Saved data entries
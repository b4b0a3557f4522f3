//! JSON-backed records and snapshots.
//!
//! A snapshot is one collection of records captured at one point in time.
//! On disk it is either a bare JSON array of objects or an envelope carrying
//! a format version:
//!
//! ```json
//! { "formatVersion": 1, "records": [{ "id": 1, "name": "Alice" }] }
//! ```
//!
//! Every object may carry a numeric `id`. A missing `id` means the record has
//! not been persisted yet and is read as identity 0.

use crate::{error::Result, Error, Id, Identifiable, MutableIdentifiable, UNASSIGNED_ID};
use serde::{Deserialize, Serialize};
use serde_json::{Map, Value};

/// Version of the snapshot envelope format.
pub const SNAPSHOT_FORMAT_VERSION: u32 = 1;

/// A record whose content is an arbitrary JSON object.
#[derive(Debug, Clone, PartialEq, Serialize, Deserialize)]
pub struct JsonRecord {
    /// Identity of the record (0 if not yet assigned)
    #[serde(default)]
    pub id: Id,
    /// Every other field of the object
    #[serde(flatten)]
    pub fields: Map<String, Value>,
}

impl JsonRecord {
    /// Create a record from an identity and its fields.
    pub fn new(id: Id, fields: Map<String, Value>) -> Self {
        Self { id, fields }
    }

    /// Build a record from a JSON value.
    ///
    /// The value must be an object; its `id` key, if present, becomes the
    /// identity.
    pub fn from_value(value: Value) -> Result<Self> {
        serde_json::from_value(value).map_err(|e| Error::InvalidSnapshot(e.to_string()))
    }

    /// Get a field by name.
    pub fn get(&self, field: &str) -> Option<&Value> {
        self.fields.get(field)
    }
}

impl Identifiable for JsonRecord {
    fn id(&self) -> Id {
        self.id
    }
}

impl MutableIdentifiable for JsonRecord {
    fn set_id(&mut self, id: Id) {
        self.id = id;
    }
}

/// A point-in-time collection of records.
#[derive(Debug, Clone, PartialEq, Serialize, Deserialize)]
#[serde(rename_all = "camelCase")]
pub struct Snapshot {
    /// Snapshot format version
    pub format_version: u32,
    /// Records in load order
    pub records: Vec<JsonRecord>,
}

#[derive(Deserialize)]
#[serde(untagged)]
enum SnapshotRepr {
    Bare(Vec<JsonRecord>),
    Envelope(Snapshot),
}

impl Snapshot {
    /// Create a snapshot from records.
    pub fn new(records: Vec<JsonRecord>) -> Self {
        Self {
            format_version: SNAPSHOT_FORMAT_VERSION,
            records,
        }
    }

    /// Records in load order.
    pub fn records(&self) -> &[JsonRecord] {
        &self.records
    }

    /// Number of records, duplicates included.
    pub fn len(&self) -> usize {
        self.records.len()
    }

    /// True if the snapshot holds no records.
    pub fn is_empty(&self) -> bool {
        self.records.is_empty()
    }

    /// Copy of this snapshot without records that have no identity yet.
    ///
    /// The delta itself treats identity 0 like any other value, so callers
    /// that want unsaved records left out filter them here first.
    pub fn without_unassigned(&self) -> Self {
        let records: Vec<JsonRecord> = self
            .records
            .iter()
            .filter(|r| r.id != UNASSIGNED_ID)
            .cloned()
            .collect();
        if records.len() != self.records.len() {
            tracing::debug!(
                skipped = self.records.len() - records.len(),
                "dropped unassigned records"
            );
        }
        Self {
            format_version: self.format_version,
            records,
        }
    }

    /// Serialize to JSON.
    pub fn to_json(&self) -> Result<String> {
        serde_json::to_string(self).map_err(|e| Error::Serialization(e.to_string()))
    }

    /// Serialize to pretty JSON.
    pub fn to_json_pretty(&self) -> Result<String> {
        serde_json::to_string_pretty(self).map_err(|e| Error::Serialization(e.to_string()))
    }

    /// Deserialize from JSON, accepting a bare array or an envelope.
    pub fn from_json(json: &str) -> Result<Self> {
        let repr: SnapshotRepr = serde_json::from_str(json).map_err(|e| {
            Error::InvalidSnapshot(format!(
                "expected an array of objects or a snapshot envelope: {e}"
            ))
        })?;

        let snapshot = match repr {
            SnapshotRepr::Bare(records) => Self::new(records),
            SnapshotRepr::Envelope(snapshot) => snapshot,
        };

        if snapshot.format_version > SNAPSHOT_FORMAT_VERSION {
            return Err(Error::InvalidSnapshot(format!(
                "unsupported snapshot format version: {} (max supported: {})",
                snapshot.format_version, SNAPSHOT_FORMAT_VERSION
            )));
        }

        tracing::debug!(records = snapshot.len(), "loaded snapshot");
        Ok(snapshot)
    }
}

=== Aim of the task ===
From the entries, report every line in which the string "fields" occurs.

=== Your solution ===
    pub fields: Map<String, Value>,
    /// Create a record from an identity and its fields.
    pub fn new(id: Id, fields: Map<String, Value>) -> Self {
        Self { id, fields }
        self.fields.get(field)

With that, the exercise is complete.